“I shall advise all the good-looking women of my acquaintance not to die.”
Jonathan Strange and Mr Norrell
SPOILER ALERT! THIS REVIEW CONTAINS SPOILERS.
I’m a little overdue with this post, since the last episode of Jonathan Strange and Mr Norrell was shown on Sunday, but with distance comes a little bit of perspective. Had I written this review on Sunday, or even Monday, I suspect it would have been pretty much exclusively in capslock.
Because, my, the feels.
The last episode rounds everything up, as might be expected: Jonathan Strange returns to England with his black tower of depression to try and rescue Arabella and scare seven hells out of Mr Norrell. Prophecies come true, kings are outed, the oppressed are set free. It absolutely enthralled me from start to finish. And that ending? It had me practically shouting at the telly: THAT’S NOT THE RIGHT ENDING. NO, THAT’S NOT WHERE IT ENDS. NO THAT IS WRONG. OH, HOLY HELL, THAT’S THE ENDING, ISN’T IT.

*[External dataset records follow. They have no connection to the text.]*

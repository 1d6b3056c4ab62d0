//! Health check endpoints

use axum::{http::StatusCode, response::IntoResponse};
use serde::Serialize;

use crate::api::types::Json;

/// Health response
#[derive(Debug, Serialize)]
pub struct HealthResponse {
    pub status: HealthStatus,
    pub version: &'static str,
}

#[derive(Debug, Serialize, Clone, Copy, PartialEq, Eq)]
#[serde(rename_all = "lowercase")]
pub enum HealthStatus {
    Healthy,
}

/// Returns 200 with the service version while the process is serving
pub async fn health_check() -> impl IntoResponse {
    let response = HealthResponse {
        status: HealthStatus::Healthy,
        version: env!("CARGO_PKG_VERSION"),
    };

    (StatusCode::OK, Json(response))
}

/// Liveness probe
pub async fn live_check() -> impl IntoResponse {
    StatusCode::OK
}
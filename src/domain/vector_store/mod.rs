//! Vector store domain models and traits
//!
//! The cache engine only relies on three capabilities of a vector database:
//! idempotent collection bootstrap, point upsert, and a filtered nearest
//! neighbour query with a score threshold.

mod point;
mod store;

pub use point::{CollectionSpec, Distance, PayloadFilter, ScoredPoint, VectorPoint, VectorQuery};
pub use store::{ensure_collection, VectorStore};
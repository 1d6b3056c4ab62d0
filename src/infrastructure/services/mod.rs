//! Infrastructure services

mod completion_relay;

pub use completion_relay::{CompletionRelay, DEFAULT_REPLAY_CHUNK_SIZE, PreparedRelay};
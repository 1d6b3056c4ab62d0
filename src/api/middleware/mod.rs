//! API middleware components

pub mod logging;
pub mod metrics;

pub use logging::{logging_middleware, RequestId};
pub use metrics::metrics_middleware;
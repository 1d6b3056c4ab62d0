//! Shared state handed to the HTTP handlers

use std::sync::Arc;

use crate::domain::SemanticCache;
use crate::infrastructure::services::CompletionRelay;

/// Gateway state: everything a chat request needs
#[derive(Debug, Clone)]
pub struct AppState {
    pub relay: Arc<CompletionRelay>,
    /// Honour the `x-mock` load-testing header
    pub allow_mock: bool,
}

impl AppState {
    pub fn new(relay: Arc<CompletionRelay>) -> Self {
        Self {
            relay,
            allow_mock: false,
        }
    }

    pub fn with_mock(mut self, allow_mock: bool) -> Self {
        self.allow_mock = allow_mock;
        self
    }
}

/// State of the standalone cache service
#[derive(Debug, Clone)]
pub struct CacheServiceState {
    pub cache: Arc<dyn SemanticCache>,
}

impl CacheServiceState {
    pub fn new(cache: Arc<dyn SemanticCache>) -> Self {
        Self { cache }
    }
}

(I didn’t manage to avoid the capslock after all.)
But, actually, I guess it’s the only ending that makes any sense. By interacting with, by attacking the mirror-land of Lost-hope, by working against the hidden structures of oppression that mirror-land encodes, they become de facto cut off from society, isolated in a black tower of their own making. And by defeating that mirror-land, by making the nameless slave a king in a strange country, they become lost to society, because it’s no longer theirs. They have to leave England, as all the oppressed groups in the series have to leave it: Stephen becomes the new king of Lost-hope, subverting its repressive power structures; Lady Pole leaves her husband (freeing herself from the patriarchal bond of marriage into which she was sold); Flora Greysteel escapes the opprobrium of being a fallen woman and finds female friendship in Venice; Arabella too escapes patriarchal power as her marriage is effectively dissolved. All three women find themselves in Venice, a place of holiday and thus of carnival, where social structures become anarchic and disordered. The repressions of Regency England are effectively split wide open, broken by the actions of Jonathan Strange and Mr Norrell, and the country left in a state of disarray as more and more magicians spring up throughout the land.

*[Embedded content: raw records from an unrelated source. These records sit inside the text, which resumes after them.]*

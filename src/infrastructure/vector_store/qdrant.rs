//! Qdrant vector store implementation

use std::collections::HashMap;

use async_trait::async_trait;
use qdrant_client::qdrant::point_id::PointIdOptions;
use qdrant_client::qdrant::value::Kind;
use qdrant_client::qdrant::{
    Condition, CreateCollectionBuilder, Filter, ListValue, PointId, PointStruct,
    SearchPointsBuilder, Struct, UpsertPointsBuilder, Value as QdrantValue, VectorParamsBuilder,
};
use qdrant_client::Qdrant;
use serde_json::Value;

use crate::domain::vector_store::Distance;
use crate::domain::{
    CollectionSpec, DomainError, PayloadFilter, ScoredPoint, VectorPoint, VectorQuery,
    VectorStore,
};

/// Vector store backed by a Qdrant server (gRPC API)
pub struct QdrantVectorStore {
    client: Qdrant,
    url: String,
}

impl std::fmt::Debug for QdrantVectorStore {
    fn fmt(&self, f: &mut std::fmt::Formatter<'_>) -> std::fmt::Result {
        f.debug_struct("QdrantVectorStore")
            .field("url", &self.url)
            .finish_non_exhaustive()
    }
}

impl QdrantVectorStore {
    /// Connect to Qdrant at `url`, optionally authenticating with an API key
    pub fn connect(url: impl Into<String>, api_key: Option<String>) -> Result<Self, DomainError> {
        let url = url.into();
        let mut builder = Qdrant::from_url(&url);
        if let Some(api_key) = api_key {
            builder = builder.api_key(api_key);
        }

        let client = builder
            .build()
            .map_err(|e| DomainError::vector_store(format!("Failed to create client: {}", e)))?;

        Ok(Self { client, url })
    }
}

#[async_trait]
impl VectorStore for QdrantVectorStore {
    async fn collection_exists(&self, name: &str) -> Result<bool, DomainError> {
        self.client
            .collection_exists(name)
            .await
            .map_err(|e| DomainError::vector_store(format!("Failed to check collection: {}", e)))
    }

    async fn create_collection(&self, spec: &CollectionSpec) -> Result<(), DomainError> {
        let distance = match spec.distance {
            Distance::Cosine => qdrant_client::qdrant::Distance::Cosine,
        };

        self.client
            .create_collection(
                CreateCollectionBuilder::new(&spec.name)
                    .vectors_config(VectorParamsBuilder::new(spec.dimensions as u64, distance)),
            )
            .await
            .map_err(|e| {
                DomainError::vector_store(format!("Failed to create collection: {}", e))
            })?;

        Ok(())
    }

    async fn upsert(&self, collection: &str, point: VectorPoint) -> Result<(), DomainError> {
        let payload: HashMap<String, QdrantValue> = point
            .payload
            .into_iter()
            .map(|(key, value)| (key, json_to_qdrant(value)))
            .collect();

        let point = PointStruct::new(point.id, point.vector, payload);

        self.client
            .upsert_points(UpsertPointsBuilder::new(collection, vec![point]).wait(true))
            .await
            .map_err(|e| DomainError::vector_store(format!("Failed to upsert point: {}", e)))?;

        Ok(())
    }

    async fn query(
        &self,
        collection: &str,
        query: &VectorQuery,
    ) -> Result<Vec<ScoredPoint>, DomainError> {
        let mut search = SearchPointsBuilder::new(
            collection,
            query.vector.clone(),
            query.limit as u64,
        )
        .score_threshold(query.score_threshold)
        .with_payload(true);

        if !query.filter.is_empty() {
            search = search.filter(to_filter(&query.filter));
        }

        let response = self
            .client
            .search_points(search)
            .await
            .map_err(|e| DomainError::vector_store(format!("Failed to query points: {}", e)))?;

        Ok(response
            .result
            .into_iter()
            .map(|point| ScoredPoint {
                id: point.id.map(point_id_string).unwrap_or_default(),
                score: point.score,
                payload: point
                    .payload
                    .into_iter()
                    .map(|(key, value)| (key, qdrant_to_json(value)))
                    .collect(),
            })
            .collect())
    }

    fn backend_name(&self) -> &'static str {
        "qdrant"
    }
}

fn to_filter(filter: &PayloadFilter) -> Filter {
    Filter::must(
        filter
            .conditions()
            .iter()
            .map(|(key, value)| Condition::matches(key.clone(), value.clone())),
    )
}

fn point_id_string(id: PointId) -> String {
    match id.point_id_options {
        Some(PointIdOptions::Uuid(uuid)) => uuid,
        Some(PointIdOptions::Num(num)) => num.to_string(),
        None => String::new(),
    }
}

fn json_to_qdrant(value: Value) -> QdrantValue {
    let kind = match value {
        Value::Null => Kind::NullValue(0),
        Value::Bool(b) => Kind::BoolValue(b),
        Value::Number(n) => match n.as_i64() {
            Some(i) => Kind::IntegerValue(i),
            None => Kind::DoubleValue(n.as_f64().unwrap_or_default()),
        },
        Value::String(s) => Kind::StringValue(s),
        Value::Array(values) => Kind::ListValue(ListValue {
            values: values.into_iter().map(json_to_qdrant).collect(),
        }),
        Value::Object(map) => Kind::StructValue(Struct {
            fields: map
                .into_iter()
                .map(|(key, value)| (key, json_to_qdrant(value)))
                .collect(),
        }),
    };

    QdrantValue { kind: Some(kind) }
}

fn qdrant_to_json(value: QdrantValue) -> Value {
    match value.kind {
        None | Some(Kind::NullValue(_)) => Value::Null,
        Some(Kind::BoolValue(b)) => Value::Bool(b),
        Some(Kind::IntegerValue(i)) => Value::from(i),
        Some(Kind::DoubleValue(d)) => Value::from(d),
        Some(Kind::StringValue(s)) => Value::String(s),
        Some(Kind::ListValue(list)) => {
            Value::Array(list.values.into_iter().map(qdrant_to_json).collect())
        }
        Some(Kind::StructValue(s)) => Value::Object(
            s.fields
                .into_iter()
                .map(|(key, value)| (key, qdrant_to_json(value)))
                .collect(),
        ),
    }
}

It’s not a coincidence that the series (and the book) is set at the beginning of the 19th century, on the eve of both the Reform Act and the abolitionist movement, which between them opened up an often vehement conversation about equality and democracy which ultimately led to the end of slavery, to anti-discrimination laws, to women getting the vote, to last week’s Supreme Court ruling on gay marriage. Susanna Clarke’s tale of magic and madness is, I think, fundamentally about that beginning: it casts the political ferment and potential of those times as a fairytale, transmuting social change into something rich and strange and exciting (which is, after all, what fantasy is for). It’s a real shame that the series attracted only paltry ratings, with some critics even calling it childish; this is exactly the kind of clever, thoughtful drama we should have on our screens.